Tuesday 8 November 2022

Robert Sells





It would not have been too much to ask of Fate for a quiet winding-down of a chap’s affairs after retirement – restore the Lotus 7, build that model of the Mary Rose, visit grand-children……   Like most of my predictions, I got it wrong: the “phoney” retirement evaporated and we’ve had such a white-knuckle, exciting and demanding decade since our 50th class anniversary.   

Our good news has come from family -  the two sons in regular employment, a profusion of amazing grandchildren – some cousins have produced only girls so the family’s future is guaranteed straight, narrow and unswervingly de-prejudiced – and Paula created a thoroughbred racing Syndicate from which herd two flat-racer mares, Welsh Sunrise and Welsh Moonlight got 5 wins and 4 second between them.  But sadly my alpaca herd failed when the cost of spinning primary fleece rose to £50/kg (we provided 70 kg/ year). 

Then came fun, shrouded in disaster’s clothes:  In 2018 I developed  end-stage renal failure (allergic nephritis due to Lansoprazole* sensitivity).  Some of you may recall that my main interest after Monteverdi was (is still, vide infra) renal and pancreas transplantation, so you will appreciate my astonishment that I should become a patient, diagnosed with a disease  for which I had been “dishing it out” to thousands of other people over 41 years .  I’ve not yet found another transplant surgeon whom Fate has chosen for such a familiar and interesting diagnosis.  Urgent advice was obtained from my very old friend, nephrologist, guru and “skin-graft brother”, Stewart Cameron**.  Whilst on peritoneal dialysis I waited patiently for the Liverpool MDC verdict on a transplant for this 81 -year-old chronic bronchitic.  The 50:50 vote on whether Paula’s left kidney should be transplanted in me created a suspicion that some members felt uncomfortable that they might be on call on the night that the old Unit Director turned up his toes with post-op pneumonitis.  The casting vote in favour came from my old friend and director Abdul Hamad.  The real heroine, Paula, with radiologically normal kidneys, stepped forward and the day before her birthday gave me her left kidney,  Abdul officiating.  3 years later my renal function is normal and Paula is very fit.  We had never needed or desired to demonstrate  our compatibility.  But disturbingly,  the HLA mismatch showed complete incompatibility.  The clinical risk of rejection was substantially reduced by a tiny dose of the monoclonal CamPath, which has effectively reduced my blood lymphocyte count to the occasional effete, fugitive cell seen on high power microscopy, once in a blue moon.

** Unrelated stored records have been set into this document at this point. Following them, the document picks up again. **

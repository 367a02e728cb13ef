use async_trait::async_trait;

use super::http_client::HttpClientTrait;
use crate::domain::weather::{WeatherProvider, WeatherReading};
use crate::domain::DomainError;

pub const DEFAULT_OPENWEATHER_BASE_URL: &str = "https://api.openweathermap.org";

const PROVIDER_NAME: &str = "openweather";

/// OpenWeather current-conditions endpoint, metric units
#[derive(Debug)]
pub struct OpenWeatherProvider<C: HttpClientTrait> {
    client: C,
    api_key: String,
    base_url: String,
}

impl<C: HttpClientTrait> OpenWeatherProvider<C> {
    pub fn new(client: C, api_key: impl Into<String>) -> Self {
        Self::with_base_url(client, api_key, DEFAULT_OPENWEATHER_BASE_URL)
    }

    pub fn with_base_url(
        client: C,
        api_key: impl Into<String>,
        base_url: impl Into<String>,
    ) -> Self {
        Self {
            client,
            api_key: api_key.into(),
            base_url: base_url.into().trim_end_matches('/').to_string(),
        }
    }

    fn weather_url(&self) -> String {
        format!("{}/data/2.5/weather", self.base_url)
    }
}

fn parse_reading(body: &serde_json::Value) -> WeatherReading {
    WeatherReading {
        temperature: body["main"]["temp"].as_f64(),
        humidity: body["main"]["humidity"].as_f64(),
        condition: body["weather"][0]["main"].as_str().map(str::to_string),
    }
}

#[async_trait]
impl<C: HttpClientTrait> WeatherProvider for OpenWeatherProvider<C> {
    async fn current(&self, city: &str) -> Result<WeatherReading, DomainError> {
        let query = [
            ("q", city),
            ("appid", self.api_key.as_str()),
            ("units", "metric"),
        ];

        let body = self
            .client
            .get_json(PROVIDER_NAME, &self.weather_url(), &query)
            .await?;

        Ok(parse_reading(&body))
    }
}

#[cfg(test)]
mod tests {
    use super::*;
    use crate::infrastructure::weather::http_client::mock::MockHttpClient;
    use crate::infrastructure::weather::HttpClient;
    use std::time::Duration;
    use wiremock::matchers::{method, path, query_param};
    use wiremock::{Mock, MockServer, ResponseTemplate};

    fn london() -> serde_json::Value {
        serde_json::json!({
            "name": "London",
            "main": {"temp": 11.5, "humidity": 87},
            "weather": [{"main": "Rain", "description": "light rain"}]
        })
    }

    #[test]
    fn test_parse_reading() {
        let reading = parse_reading(&london());
        assert_eq!(reading.temperature, Some(11.5));
        assert_eq!(reading.humidity, Some(87.0));
        assert_eq!(reading.condition.as_deref(), Some("Rain"));
    }

    #[test]
    fn test_parse_reading_missing_fields() {
        let reading = parse_reading(&serde_json::json!({"main": {"temp": null}}));
        assert!(reading.complete().is_none());
    }

    #[tokio::test]
    async fn test_query_parameters() {
        let client = MockHttpClient::new()
            .with_response("https://weather.test/data/2.5/weather", london());
        let provider = OpenWeatherProvider::with_base_url(client, "secret", "https://weather.test/");

        provider.current("London").await.unwrap();

        let queries = provider.client.recorded_queries();
        assert_eq!(
            queries[0],
            vec![
                ("q".to_string(), "London".to_string()),
                ("appid".to_string(), "secret".to_string()),
                ("units".to_string(), "metric".to_string()),
            ]
        );
    }

    #[tokio::test]
    async fn test_current_against_server() {
        let server = MockServer::start().await;
        Mock::given(method("GET"))
            .and(path("/data/2.5/weather"))
            .and(query_param("q", "London"))
            .and(query_param("units", "metric"))
            .respond_with(ResponseTemplate::new(200).set_body_json(london()))
            .mount(&server)
            .await;

        let client = HttpClient::with_timeout(Duration::from_secs(1)).unwrap();
        let provider = OpenWeatherProvider::with_base_url(client, "key", server.uri());

        let live = provider.current("London").await.unwrap().complete().unwrap();
        assert_eq!(live.temperature, 11.5);
        assert_eq!(live.condition, "Rain");
    }

    #[tokio::test]
    async fn test_unknown_city_is_provider_error() {
        let server = MockServer::start().await;
        Mock::given(method("GET"))
            .respond_with(
                ResponseTemplate::new(404)
                    .set_body_json(serde_json::json!({"cod": "404", "message": "city not found"})),
            )
            .mount(&server)
            .await;

        let client = HttpClient::with_timeout(Duration::from_secs(1)).unwrap();
        let provider = OpenWeatherProvider::with_base_url(client, "key", server.uri());

        let err = provider.current("Atlantis").await.unwrap_err();
        assert!(err.to_string().contains("city not found"));
    }
}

Then there was….  But I’ve talked too much.. See you all Saturday and I look forward to it.

Best,  Robert.

*Half the Western world takes Lansoprazole; rarely, sensitivity to the drug causes renal failure in the young, according to the somewhat equivocal literature.  Evidently youth is not an essential requirement…

** Guy’s Immunologist Prof Richard Batchelor (whom you will all remember) was a pioneer investigator in the effect of HLA mismatching on the prognosis after a renal transplant.  To do this , Richard recruited volunteers in whom anti- HLA antibodies, potentially useful for tissue-typing, were evoked by exchanging 2 skin grafts, 2 months apart.  Stewart and I each have the scars to prove it.  Stewart developed a useful antibody;  I did not.